* Work instructions
Go through the material below and state how many lines include "EXISTS", giving the number only.
*** Data for review ***
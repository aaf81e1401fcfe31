//! Router tests against an in-memory SQLite store and a scripted provider.

use std::sync::{
  Arc, Mutex,
  atomic::{AtomicU32, Ordering},
};

use async_trait::async_trait;
use axum::{
  Router,
  body::{Body, to_bytes},
  http::{HeaderMap, Request, StatusCode, header},
};
use chrono::{Days, NaiveDate, Utc};
use polichat_core::{
  debate::{DebateKey, DebateMessage, DebateStyle, DebateType, Judgment, NewTranscript, Transcript, VersionedInsert},
  intimacy::{Intimacy, LevelChange},
  issue::{Issue, RssItem, SaveOutcome, TopicBrief, today_kst},
  memory::{ChatRecord, UserMemory},
  persona::{KnowledgeChunk, KnowledgeFile, Persona},
  store::PolichatStore,
};
use polichat_llm::{Completion, LlmRoutes, Provider, TextStream};
use polichat_store_sqlite::SqliteStore;
use serde_json::{Value, json};
use tower::ServiceExt as _;

use crate::{
  ApiConfig, ApiError, AppState, api_router,
  cache::save_next_version,
  feeds::StaticFeedSource,
  issues::{BackfillReport, ResearchResponse, ResearchStatus, WarmupReport},
  memory::MemoryView,
};

// ─── Fixtures ────────────────────────────────────────────────────────────────

/// Answers completions by matching a needle in the system prompt and streams
/// a fixed list of chunks.
#[derive(Default)]
struct Scripted {
  replies:      Vec<(&'static str, String)>,
  chunks:       Vec<&'static str>,
  break_stream: bool,
  systems:      Mutex<Vec<String>>,
}

impl Scripted {
  fn reply(mut self, needle: &'static str, text: impl Into<String>) -> Self {
    self.replies.push((needle, text.into()));
    self
  }

  fn chunks(mut self, chunks: &[&'static str]) -> Self {
    self.chunks = chunks.to_vec();
    self
  }

  fn systems(&self) -> Vec<String> { self.systems.lock().unwrap().clone() }
}

#[async_trait]
impl Provider for Scripted {
  fn name(&self) -> &str { "scripted" }

  async fn complete(&self, request: &Completion) -> polichat_llm::Result<String> {
    self.systems.lock().unwrap().push(request.system.clone());
    self
      .replies
      .iter()
      .find(|(needle, _)| request.system.contains(needle))
      .map(|(_, reply)| reply.clone())
      .ok_or(polichat_llm::Error::EmptyResponse("scripted"))
  }

  async fn stream(&self, request: &Completion) -> polichat_llm::Result<TextStream> {
    self.systems.lock().unwrap().push(request.system.clone());
    let mut items: Vec<polichat_llm::Result<String>> =
      self.chunks.iter().map(|c| Ok(c.to_string())).collect();
    if self.break_stream {
      items.push(Err(polichat_llm::Error::Stream {
        provider: "scripted",
        message:  "connection reset".into(),
      }));
    }
    Ok(Box::pin(futures_util::stream::iter(items)))
  }
}

struct Harness {
  app:      Router,
  store:    Arc<SqliteStore>,
  provider: Arc<Scripted>,
}

async fn harness_with(provider: Scripted, config: ApiConfig, feed: Vec<RssItem>) -> Harness {
  let store = Arc::new(SqliteStore::open_in_memory().await.unwrap());
  for (id, name) in [("kim", "김민준"), ("lee", "이서연")] {
    store
      .upsert_persona(Persona {
        id:           id.into(),
        name:         name.into(),
        party:        None,
        title:        None,
        tone:         None,
        catchphrases: vec![],
        stance:       "민생 우선".into(),
        updated_at:   Utc::now(),
      })
      .await
      .unwrap();
  }
  let provider = Arc::new(provider);
  let llm = LlmRoutes::uniform(provider.clone(), "test-model");
  let state = AppState::new(store.clone(), llm, Arc::new(StaticFeedSource(feed)), config);
  Harness { app: api_router(state), store, provider }
}

async fn harness(provider: Scripted) -> Harness { harness_with(provider, ApiConfig::default(), vec![]).await }

fn json_request(method: &str, uri: &str, body: Value) -> Request<Body> {
  Request::builder()
    .method(method)
    .uri(uri)
    .header(header::CONTENT_TYPE, "application/json")
    .body(Body::from(body.to_string()))
    .unwrap()
}

fn get(uri: &str) -> Request<Body> { Request::builder().uri(uri).body(Body::empty()).unwrap() }

async fn send(app: &Router, request: Request<Body>) -> (StatusCode, HeaderMap, Vec<u8>) {
  let response = app.clone().oneshot(request).await.unwrap();
  let status = response.status();
  let headers = response.headers().clone();
  let body = to_bytes(response.into_body(), usize::MAX).await.unwrap();
  (status, headers, body.to_vec())
}

fn headline(title: &str, pub_date: Option<chrono::DateTime<Utc>>) -> RssItem {
  RssItem { title: title.into(), pub_date, ..Default::default() }
}
//! SQLite backend for the Polichat store.
//!
//! Wraps [`tokio_rusqlite`] so all database access runs on a dedicated thread
//! without blocking the async runtime.

mod encode;
mod schema;
mod store;

pub mod error;

pub use error::{Error, Result};
pub use store::SqliteStore;
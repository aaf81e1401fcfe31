//! Simulated typing delay for bubbles.

use std::time::Duration;

use serde::{Deserialize, Serialize};
use strum::{AsRefStr, EnumString};

pub const MIN_TYPING: Duration = Duration::from_millis(400);
pub const MAX_TYPING: Duration = Duration::from_secs(6);

const SENTENCE_PAUSE_MS: u64 = 250;
const COMMA_PAUSE_MS: u64 = 120;

#[derive(
  Debug, Clone, Copy, Default, PartialEq, Eq, Serialize, Deserialize, AsRefStr, EnumString,
)]
#[serde(rename_all = "lowercase")]
#[strum(serialize_all = "lowercase")]
pub enum TypingSpeed {
  Slow,
  #[default]
  Normal,
  Fast,
}

impl TypingSpeed {
  pub fn per_char(self) -> Duration {
    match self {
      TypingSpeed::Slow => Duration::from_millis(70),
      TypingSpeed::Normal => Duration::from_millis(40),
      TypingSpeed::Fast => Duration::from_millis(20),
    }
  }
}

/// How long the "typing…" indicator stays up before `bubble` appears.
pub fn typing_delay(bubble: &str, speed: TypingSpeed) -> Duration {
  let mut ms = 0u64;
  let per_char = speed.per_char().as_millis() as u64;
  for c in bubble.chars() {
    if c.is_whitespace() {
      continue;
    }
    ms += per_char;
    match c {
      '.' | '!' | '?' | '…' => ms += SENTENCE_PAUSE_MS,
      ',' => ms += COMMA_PAUSE_MS,
      _ => {}
    }
  }
  Duration::from_millis(ms).clamp(MIN_TYPING, MAX_TYPING)
}

#[cfg(test)]
mod tests {
  use super::*;

  #[test]
  fn short_text_is_clamped_to_minimum() {
    assert_eq!(typing_delay("네", TypingSpeed::Fast), MIN_TYPING);
  }

  #[test]
  fn long_text_is_clamped_to_maximum() {
    let text = "가".repeat(500);
    assert_eq!(typing_delay(&text, TypingSpeed::Slow), MAX_TYPING);
  }

  #[test]
  fn punctuation_adds_pauses() {
    // 10 chars at 40ms + one terminator pause.
    let d = typing_delay("가나다라마바사아자.", TypingSpeed::Normal);
    assert_eq!(d, Duration::from_millis(10 * 40 + 250));
    assert!(typing_delay("abcdefghij", TypingSpeed::Slow) > typing_delay("abcdefghij", TypingSpeed::Fast));
  }
}
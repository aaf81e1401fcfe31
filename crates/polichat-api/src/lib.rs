//! JSON + SSE API for Polichat.
//!
//! Exposes an axum [`Router`] backed by any [`polichat_core::store::PolichatStore`]
//! and a set of [`LlmRoutes`]. TLS and transport concerns are the caller's
//! responsibility; only the warmup and backfill endpoints are authenticated.
//!
//! # Mounting
//!
//! ```rust,ignore
//! .nest("/api", polichat_api::api_router(state))
//! ```

pub mod auth;
pub mod cache;
pub mod chat;
pub mod debate;
pub mod error;
pub mod feeds;
pub mod issues;
pub mod memory;
pub mod personas;
pub mod sse;
pub mod ttl;

#[cfg(test)]
mod tests;

use std::{sync::Arc, time::Duration};

use axum::{
  Json, Router,
  routing::{get, post, put},
};
use chrono::NaiveDate;
use polichat_core::{
  issue::Issue,
  persona::{KnowledgeFile, Persona},
  store::PolichatStore,
};
use polichat_llm::LlmRoutes;
use serde_json::{Value, json};

pub use error::ApiError;
pub use feeds::{FeedSource, HttpFeedSource};

use crate::ttl::TtlCache;

/// Tunables the handlers need beyond the store and the models.
#[derive(Debug, Clone)]
pub struct ApiConfig {
  /// Bearer secret for warmup and backfill. `None` locks both endpoints.
  pub warmup_secret: Option<String>,
  pub identity_ttl:  Duration,
  pub research_ttl:  Duration,
  /// Intimacy XP awarded per completed chat exchange.
  pub chat_xp:       u32,
}

impl Default for ApiConfig {
  fn default() -> Self {
    Self {
      warmup_secret: None,
      identity_ttl:  Duration::from_secs(600),
      research_ttl:  Duration::from_secs(1800),
      chat_xp:       10,
    }
  }
}

/// A persona together with its knowledge files.
#[derive(Debug, Clone)]
pub struct Identity {
  pub persona:   Persona,
  pub knowledge: Vec<KnowledgeFile>,
}

/// Shared state for every handler.
pub struct AppState<S> {
  pub store:  Arc<S>,
  pub llm:    Arc<LlmRoutes>,
  pub feeds:  Arc<dyn FeedSource>,
  pub config: Arc<ApiConfig>,
  identities: Arc<TtlCache<String, Identity>>,
  research:   Arc<TtlCache<NaiveDate, Issue>>,
}

impl<S> Clone for AppState<S> {
  fn clone(&self) -> Self {
    Self {
      store:      self.store.clone(),
      llm:        self.llm.clone(),
      feeds:      self.feeds.clone(),
      config:     self.config.clone(),
      identities: self.identities.clone(),
      research:   self.research.clone(),
    }
  }
}

impl<S: PolichatStore> AppState<S> {
  pub fn new(store: Arc<S>, llm: LlmRoutes, feeds: Arc<dyn FeedSource>, config: ApiConfig) -> Self {
    Self {
      store,
      llm: Arc::new(llm),
      feeds,
      identities: Arc::new(TtlCache::new(config.identity_ttl)),
      research: Arc::new(TtlCache::new(config.research_ttl)),
      config: Arc::new(config),
    }
  }

  /// Persona and knowledge for `id`, served from the identity cache when fresh.
  pub async fn identity(&self, id: &str) -> Result<Identity, ApiError> {
    if let Some(hit) = self.identities.get(&id.to_owned()) {
      return Ok(hit);
    }
    let persona = self
      .store
      .get_persona(id)
      .await
      .map_err(ApiError::store)?
      .ok_or_else(|| ApiError::NotFound(format!("persona {id}")))?;
    let knowledge = self.store.list_knowledge(id).await.map_err(ApiError::store)?;
    let identity = Identity { persona, knowledge };
    self.identities.insert(id.to_owned(), identity.clone());
    Ok(identity)
  }

  pub(crate) fn forget_identity(&self, id: &str) { self.identities.invalidate(&id.to_owned()); }
}

/// Build a fully-materialised API router for `state`.
///
/// The returned `Router<()>` can be nested into any parent router regardless
/// of its own state type.
pub fn api_router<S>(state: AppState<S>) -> Router<()>
where
  S: PolichatStore + 'static,
{
  Router::new()
    .route("/health", get(health))
    // Chat
    .route("/chat", post(chat::handler::<S>))
    // Debate
    .route("/debate", post(debate::turn::<S>))
    .route("/debate/judge", post(debate::judge::<S>))
    .route("/debate/moderator", post(debate::moderator::<S>))
    .route("/debate/cache", get(cache::get_one::<S>).post(cache::create::<S>))
    // Issues
    .route("/issues/today", get(issues::today::<S>))
    .route("/issues/history", get(issues::history::<S>))
    .route("/issues/research", post(issues::research::<S>))
    .route("/issues/warmup", post(issues::warmup::<S>))
    .route("/issues/backfill", post(issues::backfill::<S>))
    .route("/issues/{date}", get(issues::by_date::<S>))
    // Personas
    .route("/personas", get(personas::list::<S>))
    .route(
      "/personas/{id}",
      get(personas::get_one::<S>).put(personas::upsert::<S>).delete(personas::delete_one::<S>),
    )
    .route("/personas/{id}/knowledge", get(personas::list_knowledge::<S>))
    .route(
      "/personas/{id}/knowledge/{name}",
      put(personas::put_knowledge::<S>).delete(personas::delete_knowledge::<S>),
    )
    // Memory
    .route("/memory/{user_id}/{persona_id}", get(memory::get_one::<S>))
    .route("/memory/{user_id}/{persona_id}/facts", post(memory::add_fact::<S>))
    .route("/history/{user_id}/{persona_id}", get(memory::history::<S>))
    .with_state(state)
}

async fn health() -> Json<Value> { Json(json!({ "status": "ok" })) }
//! SQL schema for the Polichat SQLite store.
//!
//! Executed once at connection startup. Future migrations will be gated on
//! `PRAGMA user_version`.

/// Full schema DDL; idempotent thanks to `CREATE TABLE IF NOT EXISTS`.
pub const SCHEMA: &str = "
PRAGMA journal_mode = WAL;
PRAGMA foreign_keys = ON;

CREATE TABLE IF NOT EXISTS personas (
    persona_id    TEXT PRIMARY KEY,
    name          TEXT NOT NULL,
    party         TEXT,
    title         TEXT,
    tone          TEXT,
    catchphrases  TEXT NOT NULL DEFAULT '[]',   -- JSON array
    stance        TEXT NOT NULL DEFAULT '',
    updated_at    TEXT NOT NULL
);

CREATE TABLE IF NOT EXISTS knowledge (
    persona_id  TEXT NOT NULL REFERENCES personas(persona_id) ON DELETE CASCADE,
    name        TEXT NOT NULL,
    content     TEXT NOT NULL,
    updated_at  TEXT NOT NULL,
    PRIMARY KEY (persona_id, name)
);

-- One row per (topic, style, type, version). Versions are assigned by the
-- writer as latest + 1; the unique key turns a lost race into a conflict.
CREATE TABLE IF NOT EXISTS debate_cache (
    cache_id       INTEGER PRIMARY KEY AUTOINCREMENT,
    topic          TEXT NOT NULL,
    style          TEXT NOT NULL,    -- 'calm' | 'heated' | 'comedic'
    debate_type    TEXT NOT NULL,    -- 'topic' | 'free'
    version        INTEGER NOT NULL,
    messages_json  TEXT NOT NULL,
    judgment_json  TEXT,
    created_at     TEXT NOT NULL,
    UNIQUE (topic, style, debate_type, version)
);

CREATE TABLE IF NOT EXISTS issues (
    issue_date      TEXT PRIMARY KEY,   -- YYYY-MM-DD, Korean calendar day
    title           TEXT NOT NULL,
    summary         TEXT NOT NULL,
    talking_points  TEXT NOT NULL DEFAULT '[]',
    source_url      TEXT,
    created_at      TEXT NOT NULL
);

CREATE TABLE IF NOT EXISTS topic_briefs (
    topic       TEXT NOT NULL,
    persona_id  TEXT NOT NULL,
    points      TEXT NOT NULL,   -- JSON array
    created_at  TEXT NOT NULL,
    PRIMARY KEY (topic, persona_id)
);

CREATE TABLE IF NOT EXISTS user_memory (
    user_id         TEXT NOT NULL,
    persona_id      TEXT NOT NULL,
    total_messages  INTEGER NOT NULL DEFAULT 0,
    affinity_score  INTEGER NOT NULL DEFAULT 0,
    facts           TEXT NOT NULL DEFAULT '[]',
    updated_at      TEXT NOT NULL,
    PRIMARY KEY (user_id, persona_id)
);

-- Append-only conversation log.
CREATE TABLE IF NOT EXISTS conversation_memory (
    seq         INTEGER PRIMARY KEY AUTOINCREMENT,
    record_id   TEXT NOT NULL UNIQUE,
    user_id     TEXT NOT NULL,
    persona_id  TEXT NOT NULL,
    role        TEXT NOT NULL,   -- 'user' | 'assistant'
    content     TEXT NOT NULL,
    created_at  TEXT NOT NULL
);

CREATE TABLE IF NOT EXISTS intimacy (
    user_id     TEXT NOT NULL,
    persona_id  TEXT NOT NULL,
    level       INTEGER NOT NULL,
    xp          INTEGER NOT NULL,
    updated_at  TEXT NOT NULL,
    PRIMARY KEY (user_id, persona_id)
);

CREATE INDEX IF NOT EXISTS debate_cache_key_idx ON debate_cache(topic, style, debate_type);
CREATE INDEX IF NOT EXISTS conversation_pair_idx ON conversation_memory(user_id, persona_id);

PRAGMA user_version = 1;
";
***
* Answer to the exercise
11